Les discussions de 2011 ont été presque entièrement consacrées à un éventuel accord multilatéral au titre de la Convention des Nations unies sur le droit de la mer portant sur la conservation et l’utilisation durable de biodiversité marine dans les zones situées au-delà des juridictions nationales. Pour la première fois, une position commune a été atteinte à la suite d’un compromis entre l’UE, le groupe G77 / Chine et le Mexique. Ces pays ont été rejoints par d’autres Etats favorables à la possibilité de négocier un nouvel accord, tels que l’Australie et la Nouvelle-Zélande. Ils ont accepté de travailler à la mise en place d’un processus de négociation sur un  »package deal » qui  »aborderait la conservation et la durabilité de l’utilisation de la biodiversité marine dans les zones situées au-delà des frontières nationales ».

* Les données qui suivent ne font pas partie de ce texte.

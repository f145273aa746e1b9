//! Serial endpoints to the flight controller: 8N1 raw, read granularity of
//! one byte exposed through [`SerialEndpoint::read_available`], write
//! granularity of one protocol frame via [`SerialEndpoint::write_frame`].
//!
//! Open failures retry forever with a one-second backoff: the flight
//! controller may boot later than the companion computer.

use std::io;
use std::os::unix::io::{AsRawFd, RawFd};
use std::thread;
use std::time::Duration;

use serialport::SerialPort;

/// Which logical serial line this endpoint serves.
#[derive(Clone, Copy, PartialEq, Eq)]
pub enum SerialRole {
    /// MSP/MAVLink traffic to/from the flight controller.
    Control,
    /// Dedicated SUMD RC output, write-only.
    Rc,
}

/// The engine's view of a serial line, narrow enough that tests can
/// substitute an in-memory double for a real [`SerialEndpoint`].
pub trait SerialLink {
    fn raw_fd(&self) -> RawFd;
    fn read_available(&mut self) -> io::Result<Vec<u8>>;
    fn write_frame(&mut self, data: &[u8]);
}

pub struct SerialEndpoint {
    pub role: SerialRole,
    pub path: String,
    port: Box<dyn SerialPort>,
    read_buf: [u8; 256],
}

impl SerialEndpoint {
    /// Open `path` at `baud`, retrying forever with a 1s backoff on
    /// failure. Read timeout is set to zero so reads return promptly with
    /// whatever is currently buffered, keeping I/O non-blocking in effect
    /// for the event loop.
    pub fn open_with_retry(path: &str, baud: u32, role: SerialRole) -> Self {
        loop {
            match serialport::new(path, baud).timeout(Duration::from_millis(0)).open() {
                Ok(port) => {
                    return SerialEndpoint {
                        role,
                        path: path.to_string(),
                        port,
                        read_buf: [0u8; 256],
                    };
                }
                Err(e) => {
                    log::warn!("could not open serial port '{path}': {e}; retrying in 1s");
                    thread::sleep(Duration::from_secs(1));
                }
            }
        }
    }

    pub fn raw_fd(&self) -> RawFd {
        self.port.as_raw_fd()
    }

    /// Drain every byte currently buffered on the line without blocking.
    /// Returns an empty vec if nothing was available.
    pub fn read_available(&mut self) -> io::Result<Vec<u8>> {
        let mut out = Vec::new();
        loop {
            match self.port.read(&mut self.read_buf) {
                Ok(0) => break,
                Ok(n) => out.extend_from_slice(&self.read_buf[..n]),
                Err(ref e) if e.kind() == io::ErrorKind::TimedOut || e.kind() == io::ErrorKind::WouldBlock => break,
                Err(e) => return Err(e),
            }
        }
        Ok(out)
    }

    /// Write one protocol frame. Short writes and errors are logged and
    /// swallowed — the next inbound message supersedes.
    pub fn write_frame(&mut self, data: &[u8]) {
        match self.port.write(data) {
            Ok(n) if n == data.len() => {}
            Ok(n) => log::warn!("{:?} short write on '{}': {n}/{} bytes", self.role, self.path, data.len()),
            Err(e) => log::warn!("{:?} write error on '{}': {e}", self.role, self.path),
        }
    }
}

impl SerialLink for SerialEndpoint {
    fn raw_fd(&self) -> RawFd {
        SerialEndpoint::raw_fd(self)
    }

    fn read_available(&mut self) -> io::Result<Vec<u8>> {
        SerialEndpoint::read_available(self)
    }

    fn write_frame(&mut self, data: &[u8]) {
        SerialEndpoint::write_frame(self, data)
    }
}

impl std::fmt::Debug for SerialRole {
    fn fmt(&self, f: &mut std::fmt::Formatter<'_>) -> std::fmt::Result {
        match self {
            SerialRole::Control => write!(f, "control"),
            SerialRole::Rc => write!(f, "rc"),
        }
    }
}
impl Engine {
    pub fn new(
        config: Config,
        adapters: Vec<AdapterEndpoint>,
        control_serial: Box<dyn SerialLink>,
        rc_serial: Option<Box<dyn SerialLink>>,
        run_flag: Arc<AtomicBool>,
    ) -> Self {
        let downlink = Downlink::new(config.serial_protocol, config.chunk_size);
        Engine {
            config,
            adapters,
            control_serial,
            rc_serial,
            last_rc_seq: StreamCursor::new(),
            last_control_seq: StreamCursor::new(),
            proxy_seq: TxSequence::new(),
            status_seq: TxSequence::new(),
            rssi: 0,
            beacon: Beacon::new(),
            rc_publisher: RcChannelPublisher::new(),
            downlink,
            run_flag,
            #[cfg(test)]
            emitted: Vec::new(),
        }
    }

    /// Open real `AF_PACKET` radio links and retry-opened serial
    /// endpoints for `config`. Radio socket open failure is fatal;
    /// serial open failure retries forever.
    pub fn bootstrap(config: Config, run_flag: Arc<AtomicBool>) -> Result<Engine, DbError> {
        let mut adapters: Vec<AdapterEndpoint> = Vec::with_capacity(config.adapters.len());
        for name in &config.adapters {
            let rc = AfPacketRadioLink::open(
                name,
                config.comm_id,
                config.frame_type,
                config.offset_80211,
                LogicalPort::Rc,
            )
            .map_err(|source| DbError::RadioOpen { adapter: name.clone(), source })?;
            let control = AfPacketRadioLink::open(
                name,
                config.comm_id,
                config.frame_type,
                config.offset_80211,
                LogicalPort::Controller,
            )
            .map_err(|source| DbError::RadioOpen { adapter: name.clone(), source })?;
            adapters.push(AdapterEndpoint::new(name.clone(), Box::new(rc), Box::new(control)));
        }

        let control_serial: Box<dyn SerialLink> =
            Box::new(SerialEndpoint::open_with_retry(&config.control_serial_path, config.baud, SerialRole::Control));

        let rc_serial: Option<Box<dyn SerialLink>> = if config.use_sumd {
            Some(Box::new(SerialEndpoint::open_with_retry(&config.rc_serial_path, 115_200, SerialRole::Rc)))
        } else {
            None
        };

        Ok(Engine::new(config, adapters, control_serial, rc_serial, run_flag))
    }

    /// Run until the termination signal flips `run_flag`, then return.
    pub fn run(&mut self) {
        while self.run_flag.load(Ordering::Relaxed) {
            self.pass();
        }
    }

    /// One event-loop pass: wait for readiness (bounded to the beacon
    /// period) on every adapter's RC-port handle, every adapter's
    /// control-port handle, and the control-serial line; service ready
    /// descriptors in priority order (RC uplink, then control uplink, then
    /// serial downlink); then unconditionally run the status beacon.
    pub fn pass(&mut self) {
        let mut pollfds: Vec<libc::pollfd> = Vec::with_capacity(self.adapters.len() * 2 + 1);
        for ep in &self.adapters {
            pollfds.push(libc::pollfd { fd: ep.rc.raw_fd(), events: libc::POLLIN, revents: 0 });
            pollfds.push(libc::pollfd { fd: ep.control.raw_fd(), events: libc::POLLIN, revents: 0 });
        }
        let serial_idx = pollfds.len();
        pollfds.push(libc::pollfd { fd: self.control_serial.raw_fd(), events: libc::POLLIN, revents: 0 });

        let n = unsafe { libc::poll(pollfds.as_mut_ptr(), pollfds.len() as libc::nfds_t, BEACON_PERIOD_MS as i32) };

        if n < 0 {
            let err = io::Error::last_os_error();
            if err.kind() != io::ErrorKind::Interrupted {
                log::warn!("poll() failed: {err}");
            }
        } else if n > 0 {
            let mut rc_frames = Vec::new();
            let mut control_frames = Vec::new();

            for (i, ep) in self.adapters.iter_mut().enumerate() {
                let rc_idx = i * 2;
                if pollfds[rc_idx].revents & libc::POLLIN != 0 {
                    match ep.rc.recv() {
                        Ok(Some(frame)) => rc_frames.push(frame),
                        Ok(None) => {}
                        Err(e) => log::warn!("radio read error on '{}' (rc): {e}", ep.name),
                    }
                }

                let control_idx = rc_idx + 1;
                if pollfds[control_idx].revents & libc::POLLIN != 0 {
                    match ep.control.recv() {
                        Ok(Some(frame)) => control_frames.push(frame),
                        Ok(None) => {}
                        Err(e) => log::warn!("radio read error on '{}' (control): {e}", ep.name),
                    }
                }
            }

            for frame in &rc_frames {
                self.process_rc_frame(frame);
            }
            for frame in &control_frames {
                self.process_control_frame(frame);
            }

            if pollfds[serial_idx].revents & libc::POLLIN != 0 {
                self.service_control_serial();
            }
        }

        self.run_beacon();
    }

    /// Uplink pipeline, RC port. RSSI is stashed unconditionally; dedup
    /// and encode/write only happen on a fresh sequence number.
    pub fn process_rc_frame(&mut self, frame: &RxFrame) {
        self.rssi = frame.rssi;

        if !self.last_rc_seq.accept(frame.seq) {
            return;
        }
        self.beacon.record_rc_packet();

        let protocol = if self.config.use_sumd { RcProtocol::Sumd } else { RcProtocol::Passthrough };
        let wire = encode_rc(&frame.payload, protocol);

        if self.config.use_sumd {
            if let Some(rc_serial) = self.rc_serial.as_mut() {
                rc_serial.write_frame(&wire);
            }
        } else {
            self.control_serial.write_frame(&wire);
        }

        self.rc_publisher.publish(&frame.payload);
    }

    /// Uplink pipeline, control port.
    pub fn process_control_frame(&mut self, frame: &RxFrame) {
        self.rssi = frame.rssi;

        if !self.last_control_seq.accept(frame.seq) {
            return;
        }
        self.control_serial.write_frame(&frame.payload);
    }

    /// Downlink pipeline: drain whatever is currently buffered on the
    /// control-serial line and feed it byte-by-byte to the configured
    /// protocol's framer.
    fn service_control_serial(&mut self) {
        let bytes = match self.control_serial.read_available() {
            Ok(b) => b,
            Err(e) => {
                log::warn!("control-serial read error: {e}");
                return;
            }
        };

        for byte in bytes {
            self.feed_downlink_byte(byte);
        }
    }

    fn feed_downlink_byte(&mut self, byte: u8) {
        match &mut self.downlink {
            Downlink::Msp { parser, msg_buf } => match parser.feed(byte) {
                // Garbage seen before a preamble: never buffered, so it
                // can't leak into the next genuinely complete message.
                Fed::Idle => {}
                Fed::Pending => msg_buf.push(byte),
                Fed::Complete => {
                    msg_buf.push(byte);
                    let message = std::mem::take(msg_buf);
                    self.flush_proxy_frame(message);
                }
                Fed::Rejected => msg_buf.clear(),
            },
            Downlink::Mavlink { parser, chunk_scratch } => {
                if let Fed::Complete = parser.feed(byte) {
                    let message = parser.take_frame();
                    let chunk_size = chunk_scratch.len();
                    let len = message.len().min(chunk_size);
                    // Zero the whole scratch buffer first: a shorter
                    // message must not leave a previous, longer message's
                    // tail bytes behind as "padding".
                    chunk_scratch.iter_mut().for_each(|b| *b = 0);
                    chunk_scratch[..len].copy_from_slice(&message[..len]);
                    let chunk = chunk_scratch.clone();
                    self.flush_proxy_frame(chunk);
                }
            }
            Downlink::Transparent { buf, chunk_size } => {
                buf.push(byte);
                if buf.len() == *chunk_size {
                    let chunk = std::mem::take(buf);
                    for _ in 0..RETRANSMISSION_RATE {
                        self.flush_proxy_frame(chunk.clone());
                    }
                }
            }
        }
    }

    /// Advance the proxy sequence exactly once and fan the frame out to
    /// every adapter, so every adapter carries the same sequence number
    /// for a given logical message.
    fn flush_proxy_frame(&mut self, payload: Vec<u8>) {
        let seq = self.proxy_seq.next();
        self.broadcast(LogicalPort::Proxy, seq, &payload);
    }

    fn run_beacon(&mut self) {
        if let Some(frame) = self.beacon.tick(self.rssi) {
            let seq = self.status_seq.next();
            let bytes = frame.to_bytes();
            self.broadcast(LogicalPort::Status, seq, &bytes);
        }
    }

    /// Air -> ground frames (Proxy/Status) go out on each adapter's
    /// control handle, mirroring `control_main_air.c`'s use of
    /// `raw_interfaces_telem[i]` for both control-port receive and
    /// proxy/status transmit.
    fn broadcast(&mut self, port: LogicalPort, seq: u8, payload: &[u8]) {
        #[cfg(test)]
        self.emitted.push((port, seq, payload.to_vec()));

        for ep in self.adapters.iter_mut() {
            if let Err(e) = ep.control.send(port, seq, payload) {
                log::warn!("send on '{}' failed: {e}", ep.name);
            }
        }
    }
}
//! Status beacon: a wall-clock-driven emitter producing a fixed-layout
//! link-status record at a fixed cadence, plus the per-second RC
//! packet-rate sampler that feeds it.

use std::time::{Duration, Instant};

use packed_struct::prelude::*;

use crate::config::{BEACON_PERIOD_MS, RC_WINDOW_MS};
use crate::hostmetrics::Sampler;

/// Packed status-frame payload: six bytes, leading bytes cleared to `0xFF`
/// before the fields below overwrite offsets 0-4; offset 5 stays reserved
/// at `0xFF`.
#[derive(PackedStruct, Debug, Copy, Clone)]
#[packed_struct(bytes = "6", endian = "msb", bit_numbering = "msb0")]
pub struct RcStatusFrame {
    pub rssi_rc_uav: i8,
    pub recv_pack_sec: u8,
    pub cpu_usage_uav: u8,
    pub cpu_temp_uav: u8,
    pub uav_is_low_v: u8,
    pub reserved: u8,
}

impl RcStatusFrame {
    pub fn to_bytes(self) -> [u8; 6] {
        self.pack()
    }
}

/// Tracks the two wall-clock windows the beacon drives off of: the
/// 1-second RC packet-rate sample and the 200ms status cadence.
pub struct Beacon {
    rc_window_start: Instant,
    status_start: Instant,
    rc_packets_cnt: u8,
    rc_packets_tmp: u8,
    metrics: Sampler,
}

impl Beacon {
    pub fn new() -> Self {
        let now = Instant::now();
        Beacon {
            rc_window_start: now,
            status_start: now,
            rc_packets_cnt: 0,
            rc_packets_tmp: 0,
            metrics: Sampler::new(),
        }
    }

    /// Called by the uplink pipeline on every accepted RC frame.
    pub fn record_rc_packet(&mut self) {
        self.rc_packets_cnt = self.rc_packets_cnt.saturating_add(1);
    }

    /// Run after I/O in every loop pass. Rolls the 1-second RC-rate window
    /// if due, and returns a fresh [`RcStatusFrame`] if the 200ms beacon
    /// cadence is due — `None` otherwise (no emission this pass).
    pub fn tick(&mut self, rssi: i8) -> Option<RcStatusFrame> {
        let now = Instant::now();

        if now.duration_since(self.rc_window_start) >= Duration::from_millis(RC_WINDOW_MS) {
            self.rc_packets_tmp = self.rc_packets_cnt;
            self.rc_packets_cnt = 0;
            self.rc_window_start = now;
        }

        if now.duration_since(self.status_start) >= Duration::from_millis(BEACON_PERIOD_MS) {
            self.status_start = now;
            let sample = self.metrics.sample();
            return Some(RcStatusFrame {
                rssi_rc_uav: rssi,
                recv_pack_sec: self.rc_packets_tmp,
                cpu_usage_uav: sample.cpu_usage,
                cpu_temp_uav: sample.cpu_temp,
                uav_is_low_v: sample.low_voltage as u8,
                reserved: 0xFF,
            });
        }

        None
    }
}

impl Default for Beacon {
    fn default() -> Self {
        Self::new()
    }
}
use std::sync::Once;

static INIT: Once = Once::new();

/// Installs the process-wide `tracing` subscriber. Later calls do nothing.
pub fn init() {
    INIT.call_once(|| {
        if let Err(e) = tracing_subscriber::fmt().with_target(false).try_init() {
            eprintln!("logging already configured elsewhere: {e}");
        }
    });
}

Vers un consensus international

En 2012, le sommet de Rio+20 a donné un nouveau souffle aux négociations avec l’adoption d’un premier jet d’accord sous l’impulsion de nombreux Etats et de l’Union européenne. Les réunions consécutives du groupe BBNJ ont vu un certain nombre de régions déclarer leur soutien à l’ouverture des négociations : l’Union africaine, la Communauté des Caraïbes (Caricom) et les Etats du Pacifique, soutenus par l’Union européenne, l’Australie et la Nouvelle-Zélande. Malgré ses clivages internes, le groupe du G77 et de la Chine a présenté un front unifié sur le fait que le statu quo n’était pas acceptable et qu’un nouvel accord était essentiel pour l’équité et la durabilité de l’utilisation des ressources marines.

Seul un petit nombre d’Etats se sont révélés réticents au projet de traité international : le Japon, les Etats-Unis, la Russie, la Corée du Sud et l’Islande. Le désaccord le plus marquant a porté sur les ressources marines : celles-ci relèvent-elles du patrimoine de l’humanité ou de la liberté d’exploiter la haute mer ? Pour contourner l’impasse, certains Etats ont proposé une approche pragmatique centrée sur l’élaboration d’un mécanisme concret de partage des avantages fondé sur des principes équitables.

Le 24 décembre 2017, l’Assemblée générale des Nations unies annonçait l’ouverture d’une conférence intergouvernementale pour l’élaboration d’un instrument juridique sur la conservation et l’utilisation durable de la biodiversité marine dans les espaces océaniques situés au-delà des juridictions nationales. Une réunion d’organisation a eu lieu à New York du 16 au 18 avril 2018. Rena Lee, ambassadrice pour les questions relatives aux océans et au droit de la mer et envoyée spécial du ministre des affaires étrangères de Singapour, a été élu présidente de la Conférence intergouvernementale (IGC).

Des enjeux cruciaux pour l’avenir de l’humanité

Dès ce mardi 4 septembre, dans le cadre de l’ONU, les Etats discuteront des modalités de protection et de conservation de la haute mer en établissant des aires marines protégées et des évaluations de l’impact des activités en haute mer sur l’environnement. L’enjeu du partage des avantages est crucial dans la mesure où les ressources génétiques marines sont susceptibles de contribuer au développement de nouveaux médicaments.

 »L’actuel système de gouvernance de la haute mer est faible, fragmenté et inadapté pour répondre aux menaces qui pèsent désormais sur nous au XXIème siècle liées au changement climatique, à la pêche illicite et la surpêche, à la pollution plastique et à la perte des habitats. Il s’agit là d’une occasion historique de protéger la biodiversité et les fonctions de la haute mer par des engagements juridiquement contraignants », déclare Peggy Kalas, coordinatrice de la High Seas Alliance, un partenariat constitué de plus de quarante organisations non gouvernementales et de l’Union internationale pour la conservation de la nature (UICN).